*How to complete this task:*
In the reply, include exactly the lines of the entries below from the first to the line with "pub mod file;", that line included.

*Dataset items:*

————————

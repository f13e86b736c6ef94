//! Credential source implementations.
//!
//! - `env`: environment variable source (highest priority)
//! - `file`: token file source, re-read on every request
//! - `chain`: first-match chain wiring the sources together
//! - `StaticCredentialSource`: a fixed credential, for tests and embedding

pub mod chain;
pub mod env;
pub mod file;

use secrecy::SecretString;

use parley_core::credential::CredentialSource;

/// A credential fixed at construction time.
pub struct StaticCredentialSource {
    token: SecretString,
}

impl StaticCredentialSource {
    pub fn new(token: SecretString) -> Self {
        Self { token }
    }
}

impl CredentialSource for StaticCredentialSource {
    fn name(&self) -> &str {
        "static"
    }

    async fn credential(&self) -> Option<SecretString> {
        Some(self.token.clone())
    }
}
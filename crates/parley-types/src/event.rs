//! Push channel event types.
//!
//! Every frame on the push channel is a JSON object `{"event": <name>, "data": <payload>}`.
//! `OutboundEvent` is what this client emits, `InboundEvent` is what the
//! server pushes. Both are Clone + Send + Sync so they can cross task
//! boundaries freely.

use chrono::{DateTime, Utc};
use serde::{Deserialize, Serialize};

use crate::id::{ConversationId, MessageId, UserId};
use crate::message::Message;

use std::fmt;

/// Payload of the outbound `send_message` event.
#[derive(Debug, Clone, PartialEq, Serialize, Deserialize)]
#[serde(rename_all = "camelCase")]
pub struct OutgoingMessage {
    pub conversation_id: ConversationId,
    pub content: String,
    pub sender_id: UserId,
    pub created_at: DateTime<Utc>,
    pub updated_at: DateTime<Utc>,
    pub is_read: bool,
}

/// A typing signal, sent by this client or pushed for the counterpart.
///
/// The server does not always tag inbound signals with a conversation, so
/// `conversation_id` is optional on the wire.
#[derive(Debug, Clone, PartialEq, Eq, Serialize, Deserialize)]
#[serde(rename_all = "camelCase")]
pub struct TypingSignal {
    #[serde(default, skip_serializing_if = "Option::is_none")]
    pub conversation_id: Option<ConversationId>,
    pub user_id: UserId,
    pub is_typing: bool,
}

/// A message deletion, in either direction.
#[derive(Debug, Clone, PartialEq, Eq, Serialize, Deserialize)]
#[serde(rename_all = "camelCase")]
pub struct DeletedMessage {
    pub id: MessageId,
    #[serde(default, skip_serializing_if = "Option::is_none")]
    pub conversation_id: Option<ConversationId>,
}

/// `user_id` has read every message addressed to them in `conversation_id`.
#[derive(Debug, Clone, PartialEq, Eq, Serialize, Deserialize)]
#[serde(rename_all = "camelCase")]
pub struct ReadReceipt {
    pub conversation_id: ConversationId,
    pub user_id: UserId,
}

/// Events emitted by this client over the push channel.
#[derive(Debug, Clone, PartialEq, Serialize, Deserialize)]
#[serde(tag = "event", content = "data", rename_all = "snake_case")]
pub enum OutboundEvent {
    SendMessage(OutgoingMessage),
    Typing(TypingSignal),
    UpdateMessage(Message),
    DeleteMessage(DeletedMessage),
    MarkRead(ReadReceipt),
}

impl OutboundEvent {
    /// Wire name of the event.
    pub fn name(&self) -> &'static str {
        match self {
            OutboundEvent::SendMessage(_) => "send_message",
            OutboundEvent::Typing(_) => "typing",
            OutboundEvent::UpdateMessage(_) => "update_message",
            OutboundEvent::DeleteMessage(_) => "delete_message",
            OutboundEvent::MarkRead(_) => "mark_read",
        }
    }
}

/// Events pushed by the server.
#[derive(Debug, Clone, PartialEq, Serialize, Deserialize)]
#[serde(tag = "event", content = "data", rename_all = "snake_case")]
pub enum InboundEvent {
    ReceiveMessage(Message),
    UserTyping(TypingSignal),
    MessageDeleted(DeletedMessage),
    MessageUpdated(Message),
    MessagesRead(ReadReceipt),
}

impl InboundEvent {
    pub fn kind(&self) -> PushEventKind {
        match self {
            InboundEvent::ReceiveMessage(_) => PushEventKind::MessageReceived,
            InboundEvent::UserTyping(_) => PushEventKind::Typing,
            InboundEvent::MessageDeleted(_) => PushEventKind::MessageDeleted,
            InboundEvent::MessageUpdated(_) => PushEventKind::MessageUpdated,
            InboundEvent::MessagesRead(_) => PushEventKind::MessagesRead,
        }
    }

    /// The conversation this event belongs to, when the payload says so.
    pub fn conversation_id(&self) -> Option<&ConversationId> {
        match self {
            InboundEvent::ReceiveMessage(m) | InboundEvent::MessageUpdated(m) => {
                Some(&m.conversation_id)
            }
            InboundEvent::UserTyping(t) => t.conversation_id.as_ref(),
            InboundEvent::MessageDeleted(d) => d.conversation_id.as_ref(),
            InboundEvent::MessagesRead(r) => Some(&r.conversation_id),
        }
    }
}

/// The inbound event categories a subscriber can register for.
#[derive(Debug, Clone, Copy, PartialEq, Eq, Hash)]
pub enum PushEventKind {
    MessageReceived,
    MessageDeleted,
    MessageUpdated,
    Typing,
    MessagesRead,
}

impl PushEventKind {
    pub const ALL: [PushEventKind; 5] = [
        PushEventKind::MessageReceived,
        PushEventKind::MessageDeleted,
        PushEventKind::MessageUpdated,
        PushEventKind::Typing,
        PushEventKind::MessagesRead,
    ];
}

impl fmt::Display for PushEventKind {
    fn fmt(&self, f: &mut fmt::Formatter<'_>) -> fmt::Result {
        match self {
            PushEventKind::MessageReceived => write!(f, "receive_message"),
            PushEventKind::MessageDeleted => write!(f, "message_deleted"),
            PushEventKind::MessageUpdated => write!(f, "message_updated"),
            PushEventKind::Typing => write!(f, "user_typing"),
            PushEventKind::MessagesRead => write!(f, "messages_read"),
        }
    }
}
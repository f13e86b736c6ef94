//! Shared domain types for Parley.
//!
//! This crate contains the types every other Parley crate agrees on:
//! identifiers, messages, conversations, push channel events, client
//! configuration, and the REST/push error enums.
//!
//! Zero infrastructure dependencies -- only serde, uuid, chrono, thiserror.

pub mod config;
pub mod conversation;
pub mod error;
pub mod event;
pub mod id;
pub mod message;
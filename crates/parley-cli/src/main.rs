//! Parley command-line client.
//!
//! Binary name: `parley`
//!
//! Parses CLI arguments, loads configuration, wires the REST client and push
//! session, then dispatches to the chat loop or a one-shot command.

mod cli;
mod state;

use clap::Parser;
use clap_complete::generate;

use parley_observe::tracing_setup::{TracingOptions, init_tracing, shutdown_tracing};

use cli::{Cli, Commands};
use state::AppState;

#[tokio::main]
async fn main() -> anyhow::Result<()> {
    let cli = Cli::parse();

    let filter = match cli.verbose {
        0 if cli.quiet => "error",
        0 => "warn",
        1 => "info,parley=debug,parley_core=debug,parley_infra=debug",
        _ => "trace",
    };
    let options = TracingOptions::new(filter)
        .with_otel(cli.otel)
        .with_target(cli.verbose > 1);
    init_tracing(&options).map_err(|e| anyhow::anyhow!("failed to initialize logging: {e}"))?;

    // Shell completions don't need app state
    if let Commands::Completions { shell } = &cli.command {
        let mut cmd = <Cli as clap::CommandFactory>::command();
        generate(*shell, &mut cmd, "parley", &mut std::io::stdout());
        return Ok(());
    }

    let state = AppState::init(&cli.global).await?;

    let result = match &cli.command {
        Commands::Chat { counterpart } => cli::chat::loop_runner::run_chat_loop(&state, counterpart).await,
        Commands::Send {
            counterpart,
            text,
            timeout,
        } => cli::send::send_message(&state, counterpart, &text.join(" "), *timeout, cli.json).await,
        Commands::History { counterpart, limit } => {
            cli::history::show_history(&state, counterpart, *limit, cli.json).await
        }
        Commands::Completions { .. } => Ok(()),
    };

    state.shutdown().await;
    shutdown_tracing();
    result
}
impl TransportProbe {
    pub fn open_count(&self) -> usize {
        self.state.opens.load(Ordering::SeqCst)
    }

    /// `(user, credential)` of every handshake attempt.
    pub fn handshakes(&self) -> Vec<(String, String)> {
        self.state.handshakes.lock().unwrap().clone()
    }

    pub fn closed_links(&self) -> usize {
        self.state.closed_links.load(Ordering::SeqCst)
    }
}

/// The server side of one accepted [`FakeLink`].
pub struct FakeRemote {
    inbound: mpsc::UnboundedSender<Result<InboundEvent, PushError>>,
    pushed: Arc<AtomicUsize>,
    counters: Arc<Mutex<LinkCounters>>,
    pub outbound: mpsc::UnboundedReceiver<OutboundEvent>,
}

impl FakeRemote {
    pub fn push(&self, item: Result<InboundEvent, PushError>) {
        self.pushed.fetch_add(1, Ordering::SeqCst);
        let _ = self.inbound.send(item);
    }

    /// Wait until the driver has handled everything pushed so far.
    pub async fn flushed(&self) {
        loop {
            {
                let counters = self.counters.lock().unwrap();
                if counters.consumed >= self.pushed.load(Ordering::SeqCst)
                    && counters.polls > counters.polls_at_last_item
                {
                    return;
                }
            }
            tokio::task::yield_now().await;
        }
    }
}

pub struct FakeLink {
    inbound: mpsc::UnboundedReceiver<Result<InboundEvent, PushError>>,
    outbound: mpsc::UnboundedSender<OutboundEvent>,
    counters: Arc<Mutex<LinkCounters>>,
    state: Arc<TransportState>,
}

impl PushLink for FakeLink {
    async fn send(&mut self, event: &OutboundEvent) -> Result<(), PushError> {
        self.outbound
            .send(event.clone())
            .map_err(|_| PushError::Transport("remote gone".into()))
    }

    async fn next(&mut self) -> Option<Result<InboundEvent, PushError>> {
        self.counters.lock().unwrap().polls += 1;
        let item = self.inbound.recv().await;
        let mut counters = self.counters.lock().unwrap();
        counters.consumed += 1;
        counters.polls_at_last_item = counters.polls;
        item
    }

    async fn close(&mut self) {
        self.state.closed_links.fetch_add(1, Ordering::SeqCst);
    }
}

pub struct FakeTransport {
    state: Arc<TransportState>,
    remotes_tx: mpsc::UnboundedSender<FakeRemote>,
    remotes_rx: Mutex<Option<mpsc::UnboundedReceiver<FakeRemote>>>,
}

impl FakeTransport {
    pub fn new() -> Self {
        let (remotes_tx, remotes_rx) = mpsc::unbounded_channel();
        Self {
            state: Arc::new(TransportState::default()),
            remotes_tx,
            remotes_rx: Mutex::new(Some(remotes_rx)),
        }
    }

    /// Queue the outcome of the next unscripted `open`.
    pub fn script(&self, outcome: OpenScript) {
        self.state.scripts.lock().unwrap().push_back(outcome);
    }

    pub fn probe(&self) -> TransportProbe {
        TransportProbe {
            state: Arc::clone(&self.state),
        }
    }

    /// Receiver of the remote end of every accepted link. Until taken,
    /// remotes are buffered and their links stay open.
    pub fn take_remotes(&self) -> mpsc::UnboundedReceiver<FakeRemote> {
        self.remotes_rx
            .lock()
            .unwrap()
            .take()
            .expect("remotes already taken")
    }
}

impl PushTransport for FakeTransport {
    type Link = FakeLink;

    async fn open(&self, user: &UserId, credential: &SecretString) -> Result<FakeLink, PushError> {
        self.state.opens.fetch_add(1, Ordering::SeqCst);
        self.state
            .handshakes
            .lock()
            .unwrap()
            .push((user.to_string(), credential.expose_secret().to_string()));

        let script = self.state.scripts.lock().unwrap().pop_front();
        match script {
            Some(OpenScript::Accept) => {}
            Some(OpenScript::Reject(error)) => return Err(error),
            None => return Err(PushError::Handshake("no scripted outcome".into())),
        }

        let (inbound_tx, inbound_rx) = mpsc::unbounded_channel();
        let (outbound_tx, outbound_rx) = mpsc::unbounded_channel();
        let counters = Arc::new(Mutex::new(LinkCounters::default()));

        let _ = self.remotes_tx.send(FakeRemote {
            inbound: inbound_tx,
            pushed: Arc::new(AtomicUsize::new(0)),
            counters: Arc::clone(&counters),
            outbound: outbound_rx,
        });

        Ok(FakeLink {
            inbound: inbound_rx,
            outbound: outbound_tx,
            counters,
            state: Arc::clone(&self.state),
        })
    }
}
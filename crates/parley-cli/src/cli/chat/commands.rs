//! Slash command parsing for the chat loop.
//!
//! Commands start with `/`. Message ids may be abbreviated to any unique
//! prefix of the id shown next to each line.

use console::style;

/// Available slash commands in the chat loop.
#[derive(Debug, PartialEq)]
pub enum ChatCommand {
    Help,
    /// Replace the content of one of your messages.
    Edit { id: String, content: String },
    /// Delete one of your messages.
    Delete(String),
    /// Mark the counterpart's messages as read.
    Read,
    /// Tell the counterpart you are typing. Withdrawn after a short idle.
    Typing,
    /// Re-fetch the conversation from the server.
    Reload,
    Clear,
    Exit,
    /// Unknown command or bad arguments; carries the message to show.
    Invalid(String),
}

/// Parse user input as a slash command.
///
/// Returns `None` if the input doesn't start with `/`.
pub fn parse(input: &str) -> Option<ChatCommand> {
    let trimmed = input.trim();
    if !trimmed.starts_with('/') {
        return None;
    }

    let (cmd, rest) = match trimmed.split_once(char::is_whitespace) {
        Some((cmd, rest)) => (cmd, rest.trim()),
        None => (trimmed, ""),
    };

    let command = match cmd.to_lowercase().as_str() {
        "/help" | "/h" | "/?" => ChatCommand::Help,
        "/edit" | "/e" => match rest.split_once(char::is_whitespace) {
            Some((id, content)) if !content.trim().is_empty() => ChatCommand::Edit {
                id: id.to_string(),
                content: content.trim().to_string(),
            },
            _ => ChatCommand::Invalid("usage: /edit <id> <new text>".to_string()),
        },
        "/delete" | "/del" | "/rm" => {
            if rest.is_empty() || rest.contains(char::is_whitespace) {
                ChatCommand::Invalid("usage: /delete <id>".to_string())
            } else {
                ChatCommand::Delete(rest.to_string())
            }
        }
        "/read" => ChatCommand::Read,
        "/typing" | "/t" => ChatCommand::Typing,
        "/reload" | "/r" => ChatCommand::Reload,
        "/clear" | "/cls" => ChatCommand::Clear,
        "/exit" | "/quit" | "/q" => ChatCommand::Exit,
        other => ChatCommand::Invalid(format!(
            "unknown command {other}, type /help for available commands"
        )),
    };
    Some(command)
}

/// The help text listing all available commands.
pub fn help_text() -> String {
    let rows = [
        ("/help", "Show this help message"),
        ("/edit <id> <text>", "Replace the text of one of your messages"),
        ("/delete <id>", "Delete one of your messages"),
        ("/read", "Mark the conversation as read"),
        ("/typing", "Show the other side that you are typing"),
        ("/reload", "Re-fetch the conversation"),
        ("/clear", "Clear the screen"),
        ("/exit", "End the chat session"),
    ];

    let mut out = format!("\n  {}\n\n", style("Available commands:").bold());
    for (cmd, help) in rows {
        out.push_str(&format!("  {:<20} {}\n", style(cmd).cyan(), help));
    }
    out.push_str(&format!(
        "\n  {}\n",
        style("Ids can be shortened to any unique prefix. Ctrl+D to exit.").dim()
    ));
    out
}

#[cfg(test)]
mod tests {
    use super::*;

    #[test]
    fn test_parse_help() {
        assert_eq!(parse("/help"), Some(ChatCommand::Help));
        assert_eq!(parse("/?"), Some(ChatCommand::Help));
    }

    #[test]
    fn test_parse_exit() {
        assert_eq!(parse("/exit"), Some(ChatCommand::Exit));
        assert_eq!(parse("/QUIT"), Some(ChatCommand::Exit));
    }

    #[test]
    fn test_parse_edit() {
        assert_eq!(
            parse("/edit 65f1c0ff  see you at 6 "),
            Some(ChatCommand::Edit {
                id: "65f1c0ff".to_string(),
                content: "see you at 6".to_string(),
            })
        );
        assert!(matches!(parse("/edit 65f1c0ff"), Some(ChatCommand::Invalid(_))));
        assert!(matches!(parse("/edit"), Some(ChatCommand::Invalid(_))));
    }

    #[test]
    fn test_parse_delete() {
        assert_eq!(parse("/delete m1"), Some(ChatCommand::Delete("m1".to_string())));
        assert!(matches!(parse("/delete"), Some(ChatCommand::Invalid(_))));
        assert!(matches!(parse("/delete m1 m2"), Some(ChatCommand::Invalid(_))));
    }

    #[test]
    fn test_parse_simple_commands() {
        assert_eq!(parse("/read"), Some(ChatCommand::Read));
        assert_eq!(parse("/typing"), Some(ChatCommand::Typing));
        assert_eq!(parse("/reload"), Some(ChatCommand::Reload));
        assert_eq!(parse("/cls"), Some(ChatCommand::Clear));
    }

    #[test]
    fn test_parse_not_command() {
        assert_eq!(parse("hello world"), None);
    }

    #[test]
    fn test_parse_unknown() {
        assert!(matches!(parse("/foo"), Some(ChatCommand::Invalid(msg)) if msg.contains("/foo")));
    }

    #[test]
    fn help_lists_every_command() {
        let help = help_text();
        for cmd in ["/help", "/edit", "/delete", "/read", "/typing", "/reload", "/clear", "/exit"] {
            assert!(help.contains(cmd), "missing {cmd}");
        }
    }
}
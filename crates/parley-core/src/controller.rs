//! ConversationController: the UI-facing orchestrator.
//!
//! The controller owns the active conversation, its [`MessageStore`] and the
//! [`TypingTracker`]. It is mutated only through `&mut self` by its owner;
//! nothing else touches the store.
//!
//! Work that completes later (REST calls on spawned tasks, push deliveries
//! from the connection driver) is funnelled into one internal queue and
//! applied by [`ConversationController::next_update`], which yields a
//! [`ControllerUpdate`] for the UI. Every queued item carries the
//! conversation it was issued for, and items for a conversation that is no
//! longer active are dropped without touching the store.
//!
//! Mutations are dual-written: a REST call (authoritative) and a push
//! emission (low latency) run independently. A REST failure rolls the
//! optimistic change back; a push failure never does.

use std::collections::HashMap;
use std::future::Future;
use std::sync::Arc;
use std::time::Duration;

use chrono::Utc;
use thiserror::Error;
use tokio::sync::mpsc;
use tokio::time::{Instant, sleep_until};
use tracing::{debug, info, warn};

use parley_types::config::ClientConfig;
use parley_types::error::ApiError;
use parley_types::event::{
    DeletedMessage, InboundEvent, OutboundEvent, OutgoingMessage, PushEventKind, ReadReceipt,
    TypingSignal,
};
use parley_types::id::{ConversationId, MessageId, TEMP_ID_PREFIX, TempId, UserId};
use parley_types::message::{Message, NewMessage};

use crate::api::MessageApi;
use crate::connection::{PushChannel, Subscription};
use crate::resolver::{ConversationResolver, HeldConversation, ResolveError};
use crate::store::{Entry, MessageStore, Reconciled, RemovedEntry};
use crate::typing::TypingTracker;

#[derive(Debug, Clone, PartialEq, Eq, Error)]
pub enum ControllerError {
    #[error("no active conversation")]
    NoActiveConversation,

    #[error("message is empty")]
    EmptyMessage,

    #[error("unknown message {0}")]
    UnknownMessage(MessageId),

    #[error("message {0} is still being sent")]
    PendingMessage(MessageId),

    #[error("only the author can change message {0}")]
    NotAuthor(MessageId),

    #[error(transparent)]
    Resolve(#[from] ResolveError),

    #[error(transparent)]
    Api(#[from] ApiError),
}

impl ControllerError {
    /// Text suitable for showing to the user.
    pub fn user_message(&self) -> String {
        match self {
            ControllerError::Api(e) | ControllerError::Resolve(ResolveError::Api(e)) => {
                e.user_message()
            }
            other => other.to_string(),
        }
    }
}

/// Something the UI should react to.
#[derive(Debug, Clone, PartialEq)]
pub enum ControllerUpdate {
    /// Entries were added, removed or changed.
    MessagesChanged,
    /// A pending entry now carries its durable id.
    Reconciled { temp_id: TempId, id: MessageId },
    /// A send was rolled back.
    SendFailed { temp_id: TempId, error: ApiError },
    /// An edit was rolled back to the previous content.
    EditFailed { id: MessageId, error: ApiError },
    /// A delete was rolled back and the entry restored.
    DeleteFailed { id: MessageId, error: ApiError },
    /// Read flags were reverted.
    MarkReadFailed { error: ApiError },
    /// The set of counterparts currently typing.
    TypingChanged(Vec<UserId>),
}

#[derive(Debug, Clone, Copy, PartialEq, Eq)]
pub struct ControllerSettings {
    pub typing_idle: Duration,
    pub remote_typing_ttl: Duration,
}

impl ControllerSettings {
    pub fn from_config(config: &ClientConfig) -> Self {
        Self {
            typing_idle: config.typing_idle(),
            remote_typing_ttl: config.remote_typing_ttl(),
        }
    }
}

impl Default for ControllerSettings {
    fn default() -> Self {
        Self::from_config(&ClientConfig::default())
    }
}

enum Internal {
    Push(ConversationId, InboundEvent),
    Sent {
        conversation_id: ConversationId,
        temp_id: TempId,
        result: Result<Message, ApiError>,
    },
    Edited {
        conversation_id: ConversationId,
        id: MessageId,
        revision: u64,
        result: Result<Message, ApiError>,
    },
    Deleted {
        conversation_id: ConversationId,
        removed: RemovedEntry,
        result: Result<(), ApiError>,
    },
    ReadMarked {
        conversation_id: ConversationId,
        flipped: Vec<MessageId>,
        result: Result<(), ApiError>,
    },
}

impl Internal {
    fn conversation_id(&self) -> &ConversationId {
        match self {
            Internal::Push(id, _) => id,
            Internal::Sent {
                conversation_id, ..
            }
            | Internal::Edited {
                conversation_id, ..
            }
            | Internal::Deleted {
                conversation_id, ..
            }
            | Internal::ReadMarked {
                conversation_id, ..
            } => conversation_id,
        }
    }
}

/// Which push events belong to the active conversation.
struct Scope {
    conversation_id: ConversationId,
    self_id: UserId,
    counterpart: UserId,
}

impl Scope {
    fn accepts(&self, event: &InboundEvent) -> bool {
        match event {
            InboundEvent::ReceiveMessage(m) | InboundEvent::MessageUpdated(m) => {
                m.conversation_id == self.conversation_id
            }
            InboundEvent::UserTyping(signal) => {
                signal.user_id != self.self_id
                    && match &signal.conversation_id {
                        Some(id) => id == &self.conversation_id,
                        None => signal.user_id == self.counterpart,
                    }
            }
            // Untagged deletes are matched by id in the store.
            InboundEvent::MessageDeleted(deleted) => deleted
                .conversation_id
                .as_ref()
                .is_none_or(|id| id == &self.conversation_id),
            InboundEvent::MessagesRead(receipt) => receipt.conversation_id == self.conversation_id,
        }
    }
}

————————

*Exercise result:*
repository f13e86b736c6ef94
//! Credential source implementations.
//!
//! - `env`: environment variable source (highest priority)
//! - `file`: token file source, re-read on every request
//! - `chain`: first-match chain wiring the sources together
//! - `StaticCredentialSource`: a fixed credential, for tests and embedding

pub mod chain;
pub mod env;
pub mod file;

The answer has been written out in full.